Goal of diversity needs rethinking?


http://www.jewishworldreview.com -- On Labor Day of this year, Jesse Jackson, speaking at Riverside Church in New York City, said that America is now most importantly divided by economic and educational lines rather than race.

In October, Bill Bradley noted that 36 percent of America's poor children are white, some 30 percent are black and 22 percent Latino. Accordingly, he called for "a multiracial coalition that would rekindle the same kind of purposefulness as the civil rights revolution in the 1960s."

On the other hand, Bill Gates, judging race and ethnicity instead of class to be the main fault line in the bedrock of the nation, has created a $1 billion scholarship fund for minority students to be administered over 20 years by the United Negro College Fund along with Hispanic and Native American college funds.

As Jackson, who has been to Appalachia, might tell Mr. Gates, plenty of white kids are disadvantaged by class.

Those class divisions also can be found within racial and ethnic groups. Harvard Professor Gary Orfield notes that as public schools have become more segregated again, schools that are more than 90 percent black and Hispanic are 11 times more likely to have heavy concentrations of poverty than schools that are mostly white.

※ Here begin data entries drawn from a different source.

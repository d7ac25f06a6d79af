//! Error types for chordpad-core

use thiserror::Error;

/// Result type alias for chordpad operations
pub type Result<T> = std::result::Result<T, Error>;

/// Errors that can occur in chordpad-core
#[derive(Debug, Error)]
pub enum Error {
    /// A sequencer operation referenced a slot that does not exist
    #[error("Slot {index} is out of range (sequencer has {len} slots)")]
    SlotOutOfRange { index: usize, len: usize },

    /// A note name could not be parsed
    #[error("Invalid note name: {0:?}")]
    InvalidNote(String),

    /// A key / pitch class name could not be parsed
    #[error("Invalid key: {0:?}")]
    InvalidKey(String),

    /// A scale degree could not be parsed
    #[error("Invalid scale degree: {0:?}")]
    InvalidDegree(String),

    /// An arpeggio order name could not be parsed
    #[error("Invalid arpeggio order: {0:?}")]
    InvalidArpeggioOrder(String),

    /// A play mode name could not be parsed
    #[error("Invalid play mode: {0:?}")]
    InvalidPlayMode(String),

    /// A chord must contain at least one note
    #[error("A chord needs at least one note")]
    EmptyChord,

    /// Configuration file error
    #[error("Configuration error: {0}")]
    Config(String),

    /// The runtime thread is gone or could not be started
    #[error("Runtime error: {0}")]
    Runtime(String),

    /// IO error
    #[error("IO error: {0}")]
    Io(#[from] std::io::Error),

    /// TOML parsing error
    #[error("TOML parse error: {0}")]
    TomlParse(#[from] toml::de::Error),

    /// TOML serialization error
    #[error("TOML serialization error: {0}")]
    TomlSerialize(#[from] toml::ser::Error),
}
//! Arpeggio orderings over a chord's notes.

use super::pitch::Note;
use crate::error::{Error, Result};
use rand::seq::SliceRandom;
use rand::Rng;
use serde::{Deserialize, Serialize};
use std::fmt;
use std::str::FromStr;

#[derive(Clone, Copy, Debug, Default, PartialEq, Eq, Hash, Serialize, Deserialize)]
#[serde(rename_all = "kebab-case")]
pub enum ArpeggioOrder {
    #[default]
    Up,
    Down,
    UpDown,
    Random,
}

impl ArpeggioOrder {
    pub const ALL: [ArpeggioOrder; 4] = [
        ArpeggioOrder::Up,
        ArpeggioOrder::Down,
        ArpeggioOrder::UpDown,
        ArpeggioOrder::Random,
    ];

    pub fn name(self) -> &'static str {
        match self {
            Self::Up => "up",
            Self::Down => "down",
            Self::UpDown => "up-down",
            Self::Random => "random",
        }
    }
}

impl fmt::Display for ArpeggioOrder {
    fn fmt(&self, f: &mut fmt::Formatter<'_>) -> fmt::Result {
        f.write_str(self.name())
    }
}

impl FromStr for ArpeggioOrder {
    type Err = Error;

    fn from_str(s: &str) -> Result<Self> {
        match s.trim().to_ascii_lowercase().as_str() {
            "up" => Ok(Self::Up),
            "down" => Ok(Self::Down),
            "up-down" | "updown" | "up_down" => Ok(Self::UpDown),
            "random" => Ok(Self::Random),
            _ => Err(Error::InvalidArpeggioOrder(s.to_string())),
        }
    }
}

/// Order `notes` for arpeggiation.
///
/// `Random` draws a fresh permutation from `rng` on every call; the other
/// orders ignore it.
pub fn arpeggiate<R: Rng + ?Sized>(notes: &[Note], order: ArpeggioOrder, rng: &mut R) -> Vec<Note> {
    match order {
        ArpeggioOrder::Up => ascending(notes),
        ArpeggioOrder::Down => {
            let mut down = ascending(notes);
            down.reverse();
            down
        }
        ArpeggioOrder::UpDown => {
            let up = ascending(notes);
            let descent = up.iter().rev().skip(1).copied().collect::<Vec<_>>();
            let mut seq = up;
            // The peak appears once: the descent starts below it
            seq.extend(descent);
            seq
        }
        ArpeggioOrder::Random => {
            let mut shuffled = notes.to_vec();
            shuffled.shuffle(rng);
            shuffled
        }
    }
}

fn ascending(notes: &[Note]) -> Vec<Note> {
    let mut up = notes.to_vec();
    // sort_by_key is stable, so equal pitches keep their chord order
    up.sort_by_key(|n| n.semitone());
    up
}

Significantly, Orfield adds that poverty in those schools grows worse as much of the black middle class moves to the suburbs.

Meanwhile, many students going to school in largely white working-class or poor neighborhoods in many states will face formidable obstacles when they begin the rest of their lives.

In 1974, when a federal court ordered busing to integrate Boston's public schools, black students from Roxbury were sent to working-class South Boston to the rage of many of its white residents. But little notice was paid to the fact that the previously nearly all-white South Boston High School had a very low percentage of graduates who went on to college. Their parents did not recognize that they shared a class grievance with the black parents from Roxbury.

Some of the kids at the bottom do rise, however. And in those states where race preference in college admissions has been ended -- by the courts or by ballot -- factors of class, and not only SAT scores, increasingly are being taken into account by college and university admission offices. They look for applicants who have overcome poverty or whose parents did not graduate from high school.

Lani Guinier, now a Harvard University law professor, noted in the New York Times two years ago ["The Real Bias in Higher Education," op-ed, June 24, 1997] that "within every racial and ethnic group, test scores go up with family income" and too often become the main determinant of admission.

Guinier cited a "Harvard study of graduates over three decades which found that students with low Scholastic Aptitude Test scores and blue-collar backgrounds tended to be more successful [than those with higher family income and higher scores] -- with success defined by income, community involvement and professional satisfaction.

"This suggests," said Guinier, "that a student's drive to succeed -- along with an opportunity to do so -- may be a better indicator of future success than test scores. . . . The challenge to public education institutions is to rethink how they admit everyone."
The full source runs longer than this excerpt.